■ WHAT IS NEEDED
A single number is wanted: how many lines of the records below contain the word "example".

[[ RECORD SET open ]]

use serde::{Deserialize, Serialize};
use serde_json::Value;
use uuid::Uuid;

/// Status reason every contact created through the gateway starts with.
pub const CONTACT_STATUS_CODE: i64 = 100000001;

/// Incoming body shared by the teacher, student and parent endpoints.
///
/// Values are kept as raw JSON so they reach the CRM exactly as the caller
/// sent them. Keys the gateway does not know are ignored.
#[derive(Debug, Clone, Default, Deserialize, Serialize)]
pub struct AccountRequest {
    #[serde(rename = "firstName")]
    pub first_name: Option<Value>,
    #[serde(rename = "lastName")]
    pub last_name: Option<Value>,
    pub email: Option<Value>,
    pub telephone1: Option<Value>,
    pub gendercode: Option<Value>,
    pub familystatuscode: Option<Value>,
    pub new_academicqualification: Option<Value>,
    pub jobtitle: Option<Value>,
    pub new_jobplace: Option<Value>,
    pub new_type: Option<Value>,
    pub new_nationalid: Option<Value>,
    pub new_chronicdiseases: Option<Value>,
    pub birthdate: Option<Value>,
    pub new_assignedinanoherschool: Option<Value>,
    pub new_previousassignedschool: Option<Value>,
    pub new_transferreason: Option<Value>,
    pub new_ageatnexteducationalyear: Option<Value>,
    pub new_graduationschool: Option<Value>,
    pub new_graduationuniversity: Option<Value>,
    pub new_otheracademicqualification: Option<Value>,
    pub new_previouswork: Option<Value>,
    pub new_moderntechnologies: Option<Value>,
    pub new_expectedsalary: Option<Value>,
    pub new_workingfield: Option<Value>,
    pub new_workingreason: Option<Value>,

    /// Academic year record the student is linked to.
    #[serde(rename = "academicYearId")]
    pub academic_year_id: Option<Value>,
    /// Explicit father contact for a student; wins over the session's parent.
    #[serde(rename = "fatherId")]
    pub father_id: Option<Value>,
    /// Explicit mother contact for a student; wins over the session's parent.
    #[serde(rename = "motherId")]
    pub mother_id: Option<Value>,
}

impl AccountRequest {
    /// Looks a field up by its wire name, as used in the required-field lists.
    pub fn field(&self, name: &str) -> Option<&Value> {
        let value = match name {
            "firstName" => &self.first_name,
            "lastName" => &self.last_name,
            "email" => &self.email,
            "telephone1" => &self.telephone1,
            "gendercode" => &self.gendercode,
            "familystatuscode" => &self.familystatuscode,
            "new_academicqualification" => &self.new_academicqualification,
            "jobtitle" => &self.jobtitle,
            "new_jobplace" => &self.new_jobplace,
            "new_type" => &self.new_type,
            "new_nationalid" => &self.new_nationalid,
            "new_chronicdiseases" => &self.new_chronicdiseases,
            "birthdate" => &self.birthdate,
            "new_assignedinanoherschool" => &self.new_assignedinanoherschool,
            "new_previousassignedschool" => &self.new_previousassignedschool,
            "new_transferreason" => &self.new_transferreason,
            "new_ageatnexteducationalyear" => &self.new_ageatnexteducationalyear,
            "academicYearId" => &self.academic_year_id,
            "fatherId" => &self.father_id,
            "motherId" => &self.mother_id,
            _ => return None,
        };
        value.as_ref()
    }

    /// Maps the request onto the CRM contact attributes.
    pub fn to_contact_record(&self) -> ContactRecord {
        ContactRecord {
            firstname: self.first_name.clone(),
            lastname: self.last_name.clone(),
            emailaddress1: self.email.clone(),
            telephone1: self.telephone1.clone(),
            gendercode: self.gendercode.clone(),
            familystatuscode: self.familystatuscode.clone(),
            new_academicqualification: self.new_academicqualification.clone(),
            jobtitle: self.jobtitle.clone(),
            new_jobplace: self.new_jobplace.clone(),
            new_type: self.new_type.clone(),
            new_nationalid: self.new_nationalid.clone(),
            new_chronicdiseases: self.new_chronicdiseases.clone(),
            birthdate: self.birthdate.clone(),
            new_assignedinanoherschool: self.new_assignedinanoherschool.clone(),
            new_previousassignedschool: self.new_previousassignedschool.clone(),
            new_transferreason: self.new_transferreason.clone(),
            new_ageatnexteducationalyear: self.new_ageatnexteducationalyear.clone(),
            statuscode: CONTACT_STATUS_CODE,
            new_graduationschool: self.new_graduationschool.clone(),
            new_graduationuniversity: self.new_graduationuniversity.clone(),
            new_otheracademicqualification: self.new_otheracademicqualification.clone(),
            new_previouswork: self.new_previouswork.clone(),
            new_moderntechnologies: self.new_moderntechnologies.clone(),
            new_expectedsalary: self.new_expectedsalary.clone(),
            new_workingfield: self.new_workingfield.clone(),
            new_workingreason: self.new_workingreason.clone(),
        }
    }
}

/// Contact attributes as posted to the CRM. Unset attributes serialize as
/// explicit `null`.
#[derive(Debug, Clone, Serialize)]
pub struct ContactRecord {
    pub firstname: Option<Value>,
    pub lastname: Option<Value>,
    pub emailaddress1: Option<Value>,
    pub telephone1: Option<Value>,
    pub gendercode: Option<Value>,
    pub familystatuscode: Option<Value>,
    pub new_academicqualification: Option<Value>,
    pub jobtitle: Option<Value>,
    pub new_jobplace: Option<Value>,
    pub new_type: Option<Value>,
    pub new_nationalid: Option<Value>,
    pub new_chronicdiseases: Option<Value>,
    pub birthdate: Option<Value>,
    pub new_assignedinanoherschool: Option<Value>,
    pub new_previousassignedschool: Option<Value>,
    pub new_transferreason: Option<Value>,
    pub new_ageatnexteducationalyear: Option<Value>,
    pub statuscode: i64,
    pub new_graduationschool: Option<Value>,
    pub new_graduationuniversity: Option<Value>,
    pub new_otheracademicqualification: Option<Value>,
    pub new_previouswork: Option<Value>,
    pub new_moderntechnologies: Option<Value>,
    pub new_expectedsalary: Option<Value>,
    pub new_workingfield: Option<Value>,
    pub new_workingreason: Option<Value>,
}

/// Identifier of a record the CRM just created.
#[derive(Debug, Clone, Copy, PartialEq, Eq, Serialize)]
pub struct CreatedEntity {
    pub guid: Uuid,
}

/// Body of every successful account creation.
#[derive(Debug, Serialize)]
pub struct CreatedResponse {
    pub message: String,
    pub data: CreatedEntity,
}

/// Row of the academic-year fetchXml query.
#[derive(Debug, Clone, Deserialize)]
pub struct AcademicYearRow {
    pub new_academicyearid: String,
    #[serde(default)]
    pub new_name: Option<String>,
    #[serde(default)]
    pub statecode: Option<i64>,
}

impl AcademicYearRow {
    /// Rows without a `statecode` are trusted to match the query filter.
    pub fn is_active(&self) -> bool {
        self.statecode.map_or(true, |state| state == 0)
    }
}

#[derive(Debug, Clone, PartialEq, Eq, Serialize, Deserialize)]
pub struct AcademicYear {
    pub id: String,
    pub name: Option<String>,
}

impl From<AcademicYearRow> for AcademicYear {
    fn from(row: AcademicYearRow) -> Self {
        Self {
            id: row.new_academicyearid,
            name: row.new_name,
        }
    }
}

/// OData collection envelope (`{"value": [...]}`).
#[derive(Debug, Deserialize)]
pub struct ODataCollection<T> {
    pub value: Vec<T>,
}

#[cfg(test)]
mod tests {
    use super::*;
    use serde_json::json;

    #[test]
    fn test_contact_record_maps_fields_and_forces_status() {
        let request: AccountRequest = serde_json::from_value(json!({
            "firstName": "Sara",
            "lastName": "Haddad",
            "email": "sara@example.com",
            "gendercode": "2",
            "new_expectedsalary": 1500,
            "statuscode": 1,
            "unknownKey": "ignored"
        }))
        .unwrap();

        let record = serde_json::to_value(request.to_contact_record()).unwrap();
        assert_eq!(record["firstname"], "Sara");
        assert_eq!(record["lastname"], "Haddad");
        assert_eq!(record["emailaddress1"], "sara@example.com");
        assert_eq!(record["gendercode"], "2");
        assert_eq!(record["new_expectedsalary"], 1500);
        assert_eq!(record["statuscode"], CONTACT_STATUS_CODE);
        assert!(record.get("unknownKey").is_none());
    }

    #[test]
    fn test_unset_attributes_are_explicit_nulls() {
        let record = serde_json::to_value(AccountRequest::default().to_contact_record()).unwrap();
        let object = record.as_object().unwrap();
        assert_eq!(object.len(), 26);
        assert!(object.contains_key("new_workingreason"));
        assert!(object["new_workingreason"].is_null());
        assert!(object["telephone1"].is_null());
    }

    #[test]
    fn test_routing_keys_stay_out_of_the_record() {
        let request: AccountRequest = serde_json::from_value(json!({
            "academicYearId": "ay",
            "fatherId": "f",
            "motherId": "m"
        }))
        .unwrap();
        let record = serde_json::to_value(request.to_contact_record()).unwrap();
        assert!(record.get("academicYearId").is_none());
        assert!(record.get("fatherId").is_none());
        assert_eq!(request.field("academicYearId"), Some(&json!("ay")));
    }

    #[test]
    fn test_academic_year_row_activity() {
        let row: AcademicYearRow = serde_json::from_value(json!({
            "new_academicyearid": "1",
            "new_name": "2024/2025",
            "statecode": 1
        }))
        .unwrap();
        assert!(!row.is_active());

        let row: AcademicYearRow =
            serde_json::from_value(json!({ "new_academicyearid": "2" })).unwrap();
        assert!(row.is_active());
        assert_eq!(AcademicYear::from(row).name, None);
    }
}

[[ RECORD SET closed ]]

■ RESPONSE BELOW
2